What the task asks
List each line of the data that holds the string "CreateBookingRequest", please.

Extracted information
--------------------

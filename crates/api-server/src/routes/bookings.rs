//! Booking API endpoints
//!
//! Guests create bookings; the hotel's owner (or an admin) settles them.
//! Confirmation charges the payment gateway first: a failed charge leaves the
//! booking pending.

use axum::{
    extract::{Path, Query, State},
    http::{HeaderMap, StatusCode},
    routing::{get, patch, post},
    Json, Router,
};
use chrono::NaiveDate;
use serde::{Deserialize, Serialize};
use thiserror::Error;
use uuid::Uuid;

use hc_core::booking::{Booking, BookingRequest, BookingStatus, GuestDetails, StayRange};
use hc_core::marketplace::MarketplaceRepository;
use hc_core::payment::{PaymentError, PaymentGateway, PaymentMethod};
use hc_core::user::{Actor, Role};

use crate::auth::resolve_session;
use crate::routes::{auth_error, core_error, route_error, RouteError};
use crate::state::AppState;

// ============================================================================
// Request/Response types
// ============================================================================

#[derive(Debug, Deserialize)]
#[serde(rename_all = "camelCase")]
pub struct CreateBookingRequest {
    /// Client-generated id; resubmitting it returns the original booking
    #[serde(default)]
    pub booking_id: Option<Uuid>,
    pub hotel_id: Uuid,
    pub room_id: Uuid,
    pub check_in: NaiveDate,
    pub check_out: NaiveDate,
    pub guests: u32,
    /// Defaults to the session's full name
    #[serde(default)]
    pub guest_name: Option<String>,
    pub guest_phone: String,
}

#[derive(Debug, Deserialize)]
#[serde(rename_all = "camelCase")]
pub struct BookingsQuery {
    #[serde(default)]
    pub hotel_id: Option<Uuid>,
}

#[derive(Debug, Deserialize)]
#[serde(rename_all = "camelCase")]
pub struct UpdateBookingStatusRequest {
    pub status: BookingStatus,
    #[serde(default)]
    pub payment: Option<PaymentMethod>,
}

#[derive(Debug, Serialize)]
#[serde(rename_all = "camelCase")]
pub struct OwnerDashboardResponse {
    pub total_bookings: usize,
    pub confirmed_revenue: f64,
}

#[derive(Debug, Error)]
pub enum StatusUpdateError {
    #[error(transparent)]
    Payment(#[from] PaymentError),
    #[error(transparent)]
    Market(#[from] hc_core::Error),
}

/// Settle a status change: authorize, charge on confirmation, then commit.
/// The marketplace store re-validates under its write lock, so a stale
/// snapshot here can reject but never corrupt.
pub(crate) async fn settle_status_change(
    market: &dyn MarketplaceRepository,
    payments: &dyn PaymentGateway,
    actor: &Actor,
    booking_id: Uuid,
    status: BookingStatus,
    method: PaymentMethod,
) -> Result<Booking, StatusUpdateError> {
    let booking = market
        .get_booking(booking_id)
        .await?
        .ok_or_else(|| hc_core::Error::BookingNotFound(booking_id.to_string()))?;

    if !actor.is_admin() && !booking.hotel_owner_email.eq_ignore_ascii_case(&actor.email) {
        return Err(hc_core::Error::AuthorizationDenied(
            "Only the hotel's owner or an admin can update a booking".to_string(),
        )
        .into());
    }
    if !booking.status.can_transition_to(status) {
        return Err(hc_core::Error::InvalidTransition {
            from: booking.status,
            to: status,
        }
        .into());
    }

    let receipt = if status == BookingStatus::Confirmed {
        Some(payments.charge(booking.total_price, &method).await?)
    } else {
        None
    };

    let updated = market
        .update_booking_status(actor, booking_id, status, receipt.map(|r| r.id))
        .await?;
    Ok(updated)
}

fn status_update_error(err: StatusUpdateError) -> RouteError {
    match err {
        StatusUpdateError::Payment(PaymentError::Declined(reason)) => route_error(
            StatusCode::PAYMENT_REQUIRED,
            format!("payment declined: {}", reason),
        ),
        StatusUpdateError::Payment(PaymentError::GatewayUnavailable(reason)) => route_error(
            StatusCode::BAD_GATEWAY,
            format!("payment gateway unavailable: {}", reason),
        ),
        StatusUpdateError::Market(err) => core_error(err),
    }
}

// ============================================================================
// Handlers
// ============================================================================

/// POST /api/bookings - Place a booking (guests only)
async fn create_booking(
    State(state): State<AppState>,
    headers: HeaderMap,
    Json(req): Json<CreateBookingRequest>,
) -> Result<(StatusCode, Json<Booking>), RouteError> {
    let session = resolve_session(state.auth(), &headers)
        .await
        .map_err(auth_error)?;

    let request = BookingRequest {
        booking_id: req.booking_id,
        hotel_id: req.hotel_id,
        room_id: req.room_id,
        stay: StayRange::new(req.check_in, req.check_out),
        guests: req.guests,
        guest: GuestDetails {
            name: req.guest_name.unwrap_or_else(|| session.user.full_name.clone()),
            email: session.user.email.clone(),
            phone: req.guest_phone,
        },
    };

    let booking = state
        .market()
        .create_booking(&session.actor(), request)
        .await
        .map_err(core_error)?;
    Ok((StatusCode::CREATED, Json(booking)))
}

/// GET /api/bookings - Bookings for one hotel (owner/admin), or all (admin)
async fn list_bookings(
    State(state): State<AppState>,
    headers: HeaderMap,
    Query(query): Query<BookingsQuery>,
) -> Result<Json<Vec<Booking>>, RouteError> {
    let session = resolve_session(state.auth(), &headers)
        .await
        .map_err(auth_error)?;
    let actor = session.actor();

    let bookings = match query.hotel_id {
        Some(hotel_id) => state
            .market()
            .list_bookings_for_hotel(&actor, hotel_id)
            .await
            .map_err(core_error)?,
        None => state
            .market()
            .list_bookings(&actor)
            .await
            .map_err(core_error)?,
    };
    Ok(Json(bookings))
}

/// GET /api/bookings/mine - The caller's side of the ledger: placed bookings
/// for guests, received bookings for owners, everything for admins
async fn my_bookings(
    State(state): State<AppState>,
    headers: HeaderMap,
) -> Result<Json<Vec<Booking>>, RouteError> {
    let session = resolve_session(state.auth(), &headers)
        .await
        .map_err(auth_error)?;
    let actor = session.actor();

    let bookings = match actor.role {
        Role::Booker => state
            .market()
            .list_bookings_for_guest(&actor.email)
            .await
            .map_err(core_error)?,
        Role::Owner => state
            .market()
            .list_bookings_for_owner(&actor.email)
            .await
            .map_err(core_error)?,
        Role::Admin => state
            .market()
            .list_bookings(&actor)
            .await
            .map_err(core_error)?,
    };
    Ok(Json(bookings))
}

/// PATCH /api/bookings/{id}/status - Confirm or cancel a pending booking
async fn update_booking_status(
    State(state): State<AppState>,
    Path(id): Path<Uuid>,
    headers: HeaderMap,
    Json(req): Json<UpdateBookingStatusRequest>,
) -> Result<Json<Booking>, RouteError> {
    let session = resolve_session(state.auth(), &headers)
        .await
        .map_err(auth_error)?;

    let booking = settle_status_change(
        state.market(),
        state.payments(),
        &session.actor(),
        id,
        req.status,
        req.payment.unwrap_or_default(),
    )
    .await
    .map_err(status_update_error)?;
    Ok(Json(booking))
}

/// GET /api/owner/dashboard - Booking count and realized revenue
async fn owner_dashboard(
    State(state): State<AppState>,
    headers: HeaderMap,
) -> Result<Json<OwnerDashboardResponse>, RouteError> {
    let session = resolve_session(state.auth(), &headers)
        .await
        .map_err(auth_error)?;
    if session.user.role == Role::Booker {
        return Err(route_error(
            StatusCode::FORBIDDEN,
            "Only property owners have a dashboard",
        ));
    }

    let bookings = state
        .market()
        .list_bookings_for_owner(&session.user.email)
        .await
        .map_err(core_error)?;
    let confirmed_revenue = state
        .market()
        .confirmed_revenue(&session.user.email)
        .await
        .map_err(core_error)?;

    Ok(Json(OwnerDashboardResponse {
        total_bookings: bookings.len(),
        confirmed_revenue,
    }))
}

// ============================================================================
// Router
// ============================================================================

pub fn router() -> Router<AppState> {
    Router::new()
        .route("/api/bookings", post(create_booking).get(list_bookings))
        .route("/api/bookings/mine", get(my_bookings))
        .route("/api/bookings/{id}/status", patch(update_booking_status))
        .route("/api/owner/dashboard", get(owner_dashboard))
}

#[cfg(test)]
mod tests {
    use async_trait::async_trait;
    use hc_core::hotel::{Hotel, Location, RoomType};
    use hc_core::marketplace::FileMarketStore;
    use hc_core::payment::{AutoApproveGateway, Receipt};
    use tempfile::TempDir;

    use super::*;

    struct DecliningGateway;

    #[async_trait]
    impl PaymentGateway for DecliningGateway {
        async fn charge(
            &self,
            _amount: f64,
            _method: &PaymentMethod,
        ) -> Result<Receipt, PaymentError> {
            Err(PaymentError::Declined("insufficient funds".to_string()))
        }
    }

    async fn pending_booking() -> (FileMarketStore, Booking, TempDir) {
        let temp_dir = TempDir::new().unwrap();
        let market = FileMarketStore::new(temp_dir.path().join("market.json"))
            .await
            .unwrap();
        let owner = Actor::new("owner@example.com", Role::Owner);
        let hotel = Hotel::new("Lakeside", "owner@example.com", Location::new("Oslo", "Norway"))
            .with_room_type(RoomType::new("Standard", 100.0, 2, 1));
        let hotel = market.upsert_hotel(&owner, hotel).await.unwrap();

        let guest = Actor::new("ada@example.com", Role::Booker);
        let booking = market
            .create_booking(
                &guest,
                BookingRequest {
                    booking_id: None,
                    hotel_id: hotel.id,
                    room_id: hotel.room_types[0].id,
                    stay: StayRange::new(
                        NaiveDate::from_ymd_opt(2025, 6, 1).unwrap(),
                        NaiveDate::from_ymd_opt(2025, 6, 3).unwrap(),
                    ),
                    guests: 2,
                    guest: GuestDetails {
                        name: "Ada Guest".to_string(),
                        email: "ada@example.com".to_string(),
                        phone: "555-0100".to_string(),
                    },
                },
            )
            .await
            .unwrap();
        (market, booking, temp_dir)
    }

    #[tokio::test]
    async fn test_confirmation_records_a_receipt() {
        let (market, booking, _temp) = pending_booking().await;
        let owner = Actor::new("owner@example.com", Role::Owner);

        let confirmed = settle_status_change(
            &market,
            &AutoApproveGateway,
            &owner,
            booking.id,
            BookingStatus::Confirmed,
            PaymentMethod::default(),
        )
        .await
        .unwrap();

        assert_eq!(confirmed.status, BookingStatus::Confirmed);
        assert!(confirmed.receipt_id.is_some());
    }

    #[tokio::test]
    async fn test_declined_payment_leaves_booking_pending() {
        let (market, booking, _temp) = pending_booking().await;
        let owner = Actor::new("owner@example.com", Role::Owner);

        let result = settle_status_change(
            &market,
            &DecliningGateway,
            &owner,
            booking.id,
            BookingStatus::Confirmed,
            PaymentMethod::default(),
        )
        .await;
        assert!(matches!(
            result,
            Err(StatusUpdateError::Payment(PaymentError::Declined(_)))
        ));

        let unchanged = market.get_booking(booking.id).await.unwrap().unwrap();
        assert_eq!(unchanged.status, BookingStatus::Pending);
        assert!(unchanged.receipt_id.is_none());
    }

    #[tokio::test]
    async fn test_cancellation_never_charges() {
        let (market, booking, _temp) = pending_booking().await;
        let owner = Actor::new("owner@example.com", Role::Owner);

        // The declining gateway would fail any charge; cancelling succeeds
        // because no charge is attempted.
        let cancelled = settle_status_change(
            &market,
            &DecliningGateway,
            &owner,
            booking.id,
            BookingStatus::Cancelled,
            PaymentMethod::default(),
        )
        .await
        .unwrap();
        assert_eq!(cancelled.status, BookingStatus::Cancelled);
    }

    #[tokio::test]
    async fn test_guests_cannot_settle_their_own_booking() {
        let (market, booking, _temp) = pending_booking().await;
        let guest = Actor::new("ada@example.com", Role::Booker);

        let result = settle_status_change(
            &market,
            &AutoApproveGateway,
            &guest,
            booking.id,
            BookingStatus::Confirmed,
            PaymentMethod::default(),
        )
        .await;
        assert!(matches!(
            result,
            Err(StatusUpdateError::Market(
                hc_core::Error::AuthorizationDenied(_)
            ))
        ));
    }
}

--------------------

Final answer
pub struct CreateBookingRequest {
    Json(req): Json<CreateBookingRequest>,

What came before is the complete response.